The number of identifiable DNA sequences responsible for various physiological structures is rapidly increasing as more and more collected DNA sequences are added to scientific databases. It is, however, difficult to obtain information directly from sequences since the sheer volume of data is computational demanding. It is one of the challenges for biologists to analyze mathematically the large volume of genomic DNA sequence data. Many schemes have been proposed to numerically characterize DNA sequences.

Sequence alignment has been used as a very powerful tool for comparison of two closely related genomes at the base-by-base nucleotide sequence level. This method relies heavily on the orderings of nucleotides appearing in the sequence. With the divergence of species over time, though, genomic rearrangements and in particular genetic shuffling make sequence alignment unreliable or impossible.

Graphical techniques are another powerful tool for the analysis and visualization of DNA sequences. Using graphical approaches can provide intuitive pictures or useful insights that assist the analysis of complicated relations between DNA sequences. This methodology starts with a graphical representation of DNA sequence which could be based on 2D, 3D, 4D, 5D, and 6D spaces and represents DNA as matrices by associating with the selected geometrical objects, then vectors composed of the invariants of matrices will be used to compare DNA sequences, see [1-10]. Such schemes have an advantage in that they offer an instant, though, visual and qualitative summary of the lengthy DNA sequences. This approach also involves many unresolved questions. For example, how does one obtain suitable matrices to characterize DNA sequences and how are invariants selected suitable for sequence comparisons? In many cases, the calculation of the matrices or the invariants will become more and more difficult with the length of the sequence. There are also approaches which could arrive a mathematical representation of DNA sequences by nongraphical ways, see [11-13]. And more recently, a new representation based on symbolic dynamics [14] and a new representation based on digital signal method [15] are also illustrated.

In this contribution, we introduce a novel nongraphical and nonalignment approach for DNA sequence comparison. We use DNA sequence directly by considering the frequencies of dinucleotide. We represent each DNA sequence by a dinucleotide frequency matrix or by a dinucleotide frequency vector, based on which two distance measurements are defined, respectively. Then comparisons between DNA sequences could be carried out by calculating the distances between these mathematical descriptors. The most important feature of this method is that the mathematical descriptors not only take into consideration the frequencies of adjacent XY pairs but also of nonadjacent XY pairs. In this way, information contained in the relative spacing of nucleotides is preserved. The method is very simple and fast, and does not require sequence alignment or sequence graphical representation which would cause complex calculations. It can be used to analyze both short and long DNA sequences. As an application, this method is tested on the exon-1 coding sequences of β-globin for 11 species and the results are consistent with what have been reported previously [5, 9, 12, 14, 15], which prove the utility of this new method.

2. Dinucleotide Frequency Matrix and Dinucleotide Frequency Vector

Typically, DNA sequence data is represented as a string of letters A, C, G, and T, which signify the four nucleotides: adenine, cytosine, guanine, and thymine, respectively. There are 16 possible dinucleotides, that is, Ω = { AT, AA, AC, AG, TT, TA, TC, TG, GT, GA, GC, GG, CT, CA, CC, CG}. In the following, we always use XY to represent dinucleotides, and note that dinucleotide XY is distinguished from.

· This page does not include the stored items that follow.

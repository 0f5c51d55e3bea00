//! Database models for partners.

use chrono::{NaiveDate, NaiveDateTime};
use diesel::prelude::*;
use serde::{Deserialize, Serialize};

use promocode_core::partners::{NewPartner, Partner, PartnerPromoCodeLimit};

/// Database model for partners
#[derive(
    Queryable,
    Identifiable,
    Selectable,
    PartialEq,
    Serialize,
    Deserialize,
    Debug,
    Clone,
)]
#[diesel(table_name = crate::schema::partners)]
#[diesel(check_for_backend(diesel::sqlite::Sqlite))]
#[serde(rename_all = "camelCase")]
pub struct PartnerDB {
    pub id: String,
    pub name: String,
    pub is_active: bool,
    pub number_issued_promo_codes: i32,
}

/// Database model for creating a new partner
#[derive(Insertable, Serialize, Deserialize, Debug, Clone)]
#[diesel(table_name = crate::schema::partners)]
#[serde(rename_all = "camelCase")]
pub struct NewPartnerDB {
    pub id: String,
    pub name: String,
    pub is_active: bool,
    pub number_issued_promo_codes: i32,
}

/// Database model for partner limits
#[derive(
    Insertable,
    Queryable,
    Identifiable,
    Associations,
    Selectable,
    PartialEq,
    Serialize,
    Deserialize,
    Debug,
    Clone,
)]
#[diesel(belongs_to(PartnerDB, foreign_key = partner_id))]
#[diesel(table_name = crate::schema::partner_promo_code_limits)]
#[diesel(check_for_backend(diesel::sqlite::Sqlite))]
#[serde(rename_all = "camelCase")]
pub struct PartnerPromoCodeLimitDB {
    pub id: String,
    pub partner_id: String,
    pub create_date: NaiveDateTime,
    pub end_date: NaiveDateTime,
    pub cancel_date: Option<NaiveDate>,
    pub limit_value: i32,
    /// Position in the partner's limit history.
    pub sort_order: i32,
}

impl PartnerPromoCodeLimitDB {
    pub fn from_domain(limit: &PartnerPromoCodeLimit, sort_order: i32) -> Self {
        Self {
            id: limit.id.clone(),
            partner_id: limit.partner_id.clone(),
            create_date: limit.create_date,
            end_date: limit.end_date,
            cancel_date: limit.cancel_date,
            limit_value: limit.limit,
            sort_order,
        }
    }
}

impl From<PartnerPromoCodeLimitDB> for PartnerPromoCodeLimit {
    fn from(db: PartnerPromoCodeLimitDB) -> Self {
        Self {
            id: db.id,
            partner_id: db.partner_id,
            create_date: db.create_date,
            end_date: db.end_date,
            cancel_date: db.cancel_date,
            limit: db.limit_value,
        }
    }
}

impl PartnerDB {
    /// Builds the domain aggregate. `limits` must already be in `sort_order`.
    pub fn into_domain(self, limits: Vec<PartnerPromoCodeLimitDB>) -> Partner {
        Partner {
            id: self.id,
            name: self.name,
            is_active: self.is_active,
            number_issued_promo_codes: self.number_issued_promo_codes,
            limits: limits.into_iter().map(PartnerPromoCodeLimit::from).collect(),
        }
    }
}

impl From<NewPartner> for NewPartnerDB {
    fn from(domain: NewPartner) -> Self {
        Self {
            id: domain
                .id
                .unwrap_or_else(|| uuid::Uuid::new_v4().to_string()),
            name: domain.name,
            is_active: domain.is_active,
            number_issued_promo_codes: domain.number_issued_promo_codes,
        }
    }
}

Let s be a sequence of length n and denote the number of occurrences of adjacent XY in s by Y (1). Clearly, if s is a sequence of length, then ∑ XY (1) = n − 1. The occurrence frequency for XY is defined as

We get one 16-dimensional vector associated with sequence s based on adjacent dinucleotides:

Notice that there would be a loss of information when one condenses sequence s to a single 16-dimensional vector. A way to recover some of the lost information associated with a sequence s to a single 16-vector is to introduce additional 16 vectors to store the frequency information of pairs XY when X and Y are not adjacent but are separated at various distance. For example, if s = ATCGATC, the adjacent dinucleotides are AT, TC, CG, GA with occurrence frequency 2/6, 2/6, 1/6, and 1/6, respectively. The dinucleotides at distance 2 (i.e., separated by one nucleotide) in s are AC, TG, CA, GT, AC with occurrence frequency 2/5, 1/5, 1/5, and 1/5, respectively. These two 16-dimensional vectors will contain additional information beyond that found in the initial dinucleotide vector.

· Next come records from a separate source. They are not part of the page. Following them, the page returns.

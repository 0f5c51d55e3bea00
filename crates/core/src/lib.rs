//! PromoCode Factory Core - partner limit entities, lifecycle, services, and traits.
//!
//! This crate contains the business logic for partner promo-code limits.
//! It is database-agnostic and defines traits that are implemented
//! by the `storage-sqlite` crate.

pub mod clock;
pub mod errors;
pub mod partners;

pub use clock::{Clock, FixedClock, SystemClock};

// Re-export error types
pub use errors::Error;
pub use errors::Result;
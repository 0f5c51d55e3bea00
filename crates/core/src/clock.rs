//! Time source used by the limit lifecycle.

use chrono::{NaiveDateTime, Utc};

/// Supplies the current timestamp.
///
/// Services receive a clock explicitly instead of reading the system time so
/// that cancellation dates are reproducible in tests.
pub trait Clock: Send + Sync {
    fn now(&self) -> NaiveDateTime;
}

/// Wall clock in UTC.
#[derive(Debug, Default, Clone, Copy)]
pub struct SystemClock;

impl Clock for SystemClock {
    fn now(&self) -> NaiveDateTime {
        Utc::now().naive_utc()
    }
}

/// Clock frozen at a single instant.
#[derive(Debug, Clone, Copy)]
pub struct FixedClock(pub NaiveDateTime);

impl Clock for FixedClock {
    fn now(&self) -> NaiveDateTime {
        self.0
    }
}
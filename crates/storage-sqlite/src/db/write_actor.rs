use super::DbPool;
use crate::errors::StorageError;
use diesel::SqliteConnection;
use log::error;
use promocode_core::errors::{DatabaseError, Error, Result};
use std::any::Any;
use tokio::sync::{mpsc, oneshot};

// A write job runs against the writer's dedicated connection inside an
// immediate transaction. Results are type-erased so one channel serves all
// repositories.
type Job<T> = Box<dyn FnOnce(&mut SqliteConnection) -> Result<T> + Send + 'static>;
type ErasedReply = oneshot::Sender<Result<Box<dyn Any + Send + 'static>>>;

/// Handle for sending jobs to the writer actor.
#[derive(Clone)]
pub struct WriteHandle {
    tx: mpsc::Sender<(Job<Box<dyn Any + Send + 'static>>, ErasedReply)>,
}

fn writer_gone() -> Error {
    Error::Database(DatabaseError::Internal(
        "database writer is not running".to_string(),
    ))
}

impl WriteHandle {
    /// Executes a database job on the writer actor's dedicated connection.
    ///
    /// The whole job commits or rolls back as one transaction; an `Err`
    /// returned by the job rolls it back and is handed back to the caller
    /// unchanged.
    pub async fn exec<F, T>(&self, job: F) -> Result<T>
    where
        F: FnOnce(&mut SqliteConnection) -> Result<T> + Send + 'static,
        T: Send + 'static + Any,
    {
        let (ret_tx, ret_rx) = oneshot::channel();

        self.tx
            .send((
                Box::new(move |c| job(c).map(|v| Box::new(v) as Box<dyn Any + Send>)),
                ret_tx,
            ))
            .await
            .map_err(|_| writer_gone())?;

        let boxed = ret_rx.await.map_err(|_| writer_gone())??;
        boxed.downcast::<T>().map(|v| *v).map_err(|_| {
            Error::Unexpected("writer actor returned an unexpected result type".to_string())
        })
    }
}

/// Spawns a background Tokio task that acts as the single writer to the database.
///
/// The actor owns one connection from the pool for its whole lifetime and runs
/// jobs serially, each in an immediate transaction. It stops once every
/// [`WriteHandle`] has been dropped.
pub fn spawn_writer(pool: DbPool) -> WriteHandle {
    let (tx, mut rx) =
        mpsc::channel::<(Job<Box<dyn Any + Send + 'static>>, ErasedReply)>(1024);

    tokio::spawn(async move {
        let mut conn = match pool.get() {
            Ok(conn) => conn,
            Err(e) => {
                error!("Database writer could not acquire a connection: {}", e);
                return;
            }
        };

        while let Some((job, reply_tx)) = rx.recv().await {
            let result: Result<Box<dyn Any + Send + 'static>> = conn
                .immediate_transaction::<_, StorageError, _>(|c| job(c).map_err(StorageError::from))
                .map_err(Error::from);

            // The requester may have gone away (e.g. request timed out).
            let _ = reply_tx.send(result);
        }
    });

    WriteHandle { tx }
}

Generally, let s be a sequence of length. Denote XY ( as the number of occurrence of XY in s when X and Y are separated by d − 1 nucleotides. Clearly, ∑ XY ( = n − d. Define

as the occurrence frequency. For each given integer, we could get one 16-dimensional vector associated with sequence s:

The distance d between X and Y could be 1, 2 or even larger integers. When we scan sequence s to count the occurrence of dinucleotides XY at distance, the nucleotides of s from position 1 to (n − d) are counted as “X”, while the nucleotides of s from position (d + 1) to n are counted as “Y”. When d ≤ ⌊(n − 1)/2⌋, there is an overlapping interval [d + 1, n − d] between the two intervals [1, n − d] and [d + 1, n], which means the nucleotides in the overlapping interval will counted as both X and Y; but if d > ⌈(n − 1)/2⌉, the two intervals [1, n − d] and [d + 1, n] will disjoint, and the information of these nucleotides in the interval [n − d + 1, d] will be lost. So in the following, to avoid loss of information, d must not be larger than ⌈(n − 1)/2⌉, that is, d ≤ ⌈(n − 1)/2⌉. Furthermore, to make the information in more accurate, we hope that the overlapping interval [d + 1, n − d] will be large enough. Based on this intuition, we would prefer to these d such that (n − 2d)/n ≥ 50%, which guarantees that more than half of the nucleotides in sequence s will be counted as both X and Y. So d is restricted to d ≤ ⌊n/4⌋ for each DNA sequence s with length.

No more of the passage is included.